■ **Entries provided**
--------------------

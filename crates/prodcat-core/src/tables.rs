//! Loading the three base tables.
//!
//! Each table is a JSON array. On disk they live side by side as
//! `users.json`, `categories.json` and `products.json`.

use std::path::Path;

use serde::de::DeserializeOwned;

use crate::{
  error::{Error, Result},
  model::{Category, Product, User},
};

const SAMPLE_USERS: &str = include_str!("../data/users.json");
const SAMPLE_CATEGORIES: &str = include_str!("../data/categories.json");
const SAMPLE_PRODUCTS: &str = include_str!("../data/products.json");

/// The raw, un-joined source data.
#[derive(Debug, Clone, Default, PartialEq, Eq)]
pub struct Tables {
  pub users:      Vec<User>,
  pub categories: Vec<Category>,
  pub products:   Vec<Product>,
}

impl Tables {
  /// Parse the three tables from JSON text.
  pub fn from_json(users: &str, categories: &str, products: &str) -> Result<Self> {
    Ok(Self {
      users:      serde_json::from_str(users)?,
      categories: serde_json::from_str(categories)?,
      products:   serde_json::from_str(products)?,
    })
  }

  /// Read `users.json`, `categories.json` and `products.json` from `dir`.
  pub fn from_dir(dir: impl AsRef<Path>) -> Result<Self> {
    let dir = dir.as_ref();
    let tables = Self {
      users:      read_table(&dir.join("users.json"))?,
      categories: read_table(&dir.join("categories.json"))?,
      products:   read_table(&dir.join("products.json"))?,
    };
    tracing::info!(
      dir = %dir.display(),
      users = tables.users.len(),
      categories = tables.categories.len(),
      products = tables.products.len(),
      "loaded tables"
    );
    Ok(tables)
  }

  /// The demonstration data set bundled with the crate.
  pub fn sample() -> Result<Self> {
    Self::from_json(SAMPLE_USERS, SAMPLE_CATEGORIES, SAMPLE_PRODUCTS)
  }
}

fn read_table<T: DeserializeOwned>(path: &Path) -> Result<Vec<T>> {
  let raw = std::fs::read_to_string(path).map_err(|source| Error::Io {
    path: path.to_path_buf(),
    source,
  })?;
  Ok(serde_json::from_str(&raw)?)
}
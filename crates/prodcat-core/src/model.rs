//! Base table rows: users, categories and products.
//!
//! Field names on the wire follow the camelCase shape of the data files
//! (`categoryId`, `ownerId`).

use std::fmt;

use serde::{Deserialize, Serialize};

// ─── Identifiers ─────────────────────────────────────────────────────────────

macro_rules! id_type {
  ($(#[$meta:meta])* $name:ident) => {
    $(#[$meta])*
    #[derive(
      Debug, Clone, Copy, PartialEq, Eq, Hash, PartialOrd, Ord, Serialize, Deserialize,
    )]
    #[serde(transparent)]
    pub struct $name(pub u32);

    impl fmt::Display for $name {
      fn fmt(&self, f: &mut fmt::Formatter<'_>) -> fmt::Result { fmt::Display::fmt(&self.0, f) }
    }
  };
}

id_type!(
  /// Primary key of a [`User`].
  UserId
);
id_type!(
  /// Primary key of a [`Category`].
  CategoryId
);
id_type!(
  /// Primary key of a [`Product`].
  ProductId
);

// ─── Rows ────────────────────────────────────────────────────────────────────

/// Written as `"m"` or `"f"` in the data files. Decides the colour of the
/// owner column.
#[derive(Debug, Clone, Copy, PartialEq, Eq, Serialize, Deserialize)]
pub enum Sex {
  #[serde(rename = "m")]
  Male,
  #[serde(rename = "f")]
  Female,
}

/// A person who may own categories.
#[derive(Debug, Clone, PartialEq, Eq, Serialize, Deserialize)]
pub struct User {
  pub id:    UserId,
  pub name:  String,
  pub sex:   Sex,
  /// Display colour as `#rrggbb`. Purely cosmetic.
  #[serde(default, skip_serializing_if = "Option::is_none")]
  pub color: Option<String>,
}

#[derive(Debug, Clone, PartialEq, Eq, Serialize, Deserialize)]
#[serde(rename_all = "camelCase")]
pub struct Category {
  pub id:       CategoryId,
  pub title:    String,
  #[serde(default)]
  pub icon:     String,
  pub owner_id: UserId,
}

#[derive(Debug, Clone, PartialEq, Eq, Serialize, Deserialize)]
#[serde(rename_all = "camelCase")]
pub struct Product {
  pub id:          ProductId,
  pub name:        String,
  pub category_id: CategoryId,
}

--------------------

■ **Work instructions**
What lines in the material above hold the string "prodcat"? List them.

■ **Task result**
filename crates/prodcat-core/src/tables.rs
filename crates/prodcat-core/src/model.rs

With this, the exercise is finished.